DATA UNDER STUDY
== == ==

use std::sync::Arc;

use base64::{Engine as _, engine::general_purpose::URL_SAFE_NO_PAD};
use rand::RngCore;
use rand::rngs::OsRng;
use sha2::{Digest, Sha256};
use time::{Duration, OffsetDateTime};
use uuid::Uuid;

use crate::config::Config;
use crate::error::AppError;
use crate::repositories::ResetTokenRepository;

/// 32バイトのランダムトークンを生成（URLセーフBase64、パディングなし）
///
/// OSのCSPRNGから取得する。推測不能であることが前提なので、
/// 生成した平文はログに出力しないこと。
pub fn generate_token() -> String {
    let mut bytes = [0u8; 32];
    OsRng.fill_bytes(&mut bytes);
    URL_SAFE_NO_PAD.encode(bytes)
}

/// トークンをSHA-256でハッシュ化（16進文字列）
///
/// DBにはこのハッシュだけを保存する。ストアが漏えいしても
/// 平文トークンは復元できない。
pub fn hash_token(token: &str) -> String {
    let mut hasher = Sha256::new();
    hasher.update(token.as_bytes());
    format!("{:x}", hasher.finalize())
}

/// トークン発行サービス
///
/// 発行と同時に同一アカウントの既存ライブトークンを置換するため、
/// ライブなトークンは常にアカウントあたり最大1件。
#[derive(Clone)]
pub struct TokenIssuer {
    token_repo: ResetTokenRepository,
    config: Arc<Config>,
}

impl TokenIssuer {
    pub fn new(token_repo: ResetTokenRepository, config: Arc<Config>) -> Self {
        Self { token_repo, config }
    }

    /// アカウントに対して新しいリセットトークンを発行し、平文を返す
    ///
    /// 平文は呼び出し側がリセットリンクに埋め込んでメール送信する。
    /// DBに残るのはハッシュのみ。
    pub async fn issue(&self, account_id: Uuid) -> Result<String, AppError> {
        let raw_token = generate_token();
        let token_hash = hash_token(&raw_token);

        let issued_at = OffsetDateTime::now_utc();
        let expires_at = issued_at + Duration::seconds(self.config.reset_token_ttl_secs);

        self.token_repo
            .create_superseding(account_id, &token_hash, issued_at, expires_at)
            .await?;

        tracing::info!(account_id = %account_id, "リセットトークン発行");

        Ok(raw_token)
    }
}

#[cfg(test)]
mod tests {
    use super::*;

    #[test]
    fn test_generate_token_length() {
        // 32バイト → Base64(パディングなし)で43文字
        let token = generate_token();
        assert_eq!(token.len(), 43);
    }

    #[test]
    fn test_generate_token_is_url_safe() {
        let token = generate_token();
        assert!(
            token
                .chars()
                .all(|c| c.is_ascii_alphanumeric() || c == '-' || c == '_')
        );
    }

    #[test]
    fn test_generate_token_unique() {
        let a = generate_token();
        let b = generate_token();
        assert_ne!(a, b);
    }

    #[test]
    fn test_hash_token_known_vector() {
        // SHA-256("abc")
        assert_eq!(
            hash_token("abc"),
            "ba7816bf8f01cfea414140de5dae2223b00361a396177a9cb410ff61f20015ad"
        );
    }

    #[test]
    fn test_hash_token_deterministic() {
        let token = generate_token();
        assert_eq!(hash_token(&token), hash_token(&token));
        assert_ne!(hash_token(&token), token);
    }
}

== == ==

ACTION ITEM
Recopy all of the records verbatim.

OUTPUT FOR THIS TASK
use std::sync::Arc;

use base64::{Engine as _, engine::general_purpose::URL_SAFE_NO_PAD};
use rand::RngCore;
use rand::rngs::OsRng;
use sha2::{Digest, Sha256};
use time::{Duration, OffsetDateTime};
use uuid::Uuid;

use crate::config::Config;
use crate::error::AppError;
use crate::repositories::ResetTokenRepository;

/// 32バイトのランダムトークンを生成（URLセーフBase64、パディングなし）
///
/// OSのCSPRNGから取得する。推測不能であることが前提なので、
/// 生成した平文はログに出力しないこと。
pub fn generate_token() -> String {
    let mut bytes = [0u8; 32];
    OsRng.fill_bytes(&mut bytes);
    URL_SAFE_NO_PAD.encode(bytes)
}

/// トークンをSHA-256でハッシュ化（16進文字列）
///
/// DBにはこのハッシュだけを保存する。ストアが漏えいしても
/// 平文トークンは復元できない。
pub fn hash_token(token: &str) -> String {
    let mut hasher = Sha256::new();
    hasher.update(token.as_bytes());
    format!("{:x}", hasher.finalize())
}

/// トークン発行サービス
///
/// 発行と同時に同一アカウントの既存ライブトークンを置換するため、
/// ライブなトークンは常にアカウントあたり最大1件。
#[derive(Clone)]
pub struct TokenIssuer {
    token_repo: ResetTokenRepository,
    config: Arc<Config>,
}

impl TokenIssuer {
    pub fn new(token_repo: ResetTokenRepository, config: Arc<Config>) -> Self {
        Self { token_repo, config }
    }

    /// アカウントに対して新しいリセットトークンを発行し、平文を返す
    ///
    /// 平文は呼び出し側がリセットリンクに埋め込んでメール送信する。
    /// DBに残るのはハッシュのみ。
    pub async fn issue(&self, account_id: Uuid) -> Result<String, AppError> {
        let raw_token = generate_token();
        let token_hash = hash_token(&raw_token);

        let issued_at = OffsetDateTime::now_utc();
        let expires_at = issued_at + Duration::seconds(self.config.reset_token_ttl_secs);

        self.token_repo
            .create_superseding(account_id, &token_hash, issued_at, expires_at)
            .await?;

        tracing::info!(account_id = %account_id, "リセットトークン発行");

        Ok(raw_token)
    }
}

#[cfg(test)]
mod tests {
    use super::*;

    #[test]
    fn test_generate_token_length() {
        // 32バイト → Base64(パディングなし)で43文字
        let token = generate_token();
        assert_eq!(token.len(), 43);
    }

    #[test]
    fn test_generate_token_is_url_safe() {
        let token = generate_token();
        assert!(
            token
                .chars()
                .all(|c| c.is_ascii_alphanumeric() || c == '-' || c == '_')
        );
    }

    #[test]
    fn test_generate_token_unique() {
        let a = generate_token();
        let b = generate_token();
        assert_ne!(a, b);
    }

    #[test]
    fn test_hash_token_known_vector() {
        // SHA-256("abc")
        assert_eq!(
            hash_token("abc"),
            "ba7816bf8f01cfea414140de5dae2223b00361a396177a9cb410ff61f20015ad"
        );
    }

    #[test]
    fn test_hash_token_deterministic() {
        let token = generate_token();
        assert_eq!(hash_token(&token), hash_token(&token));
        assert_ne!(hash_token(&token), token);
    }
}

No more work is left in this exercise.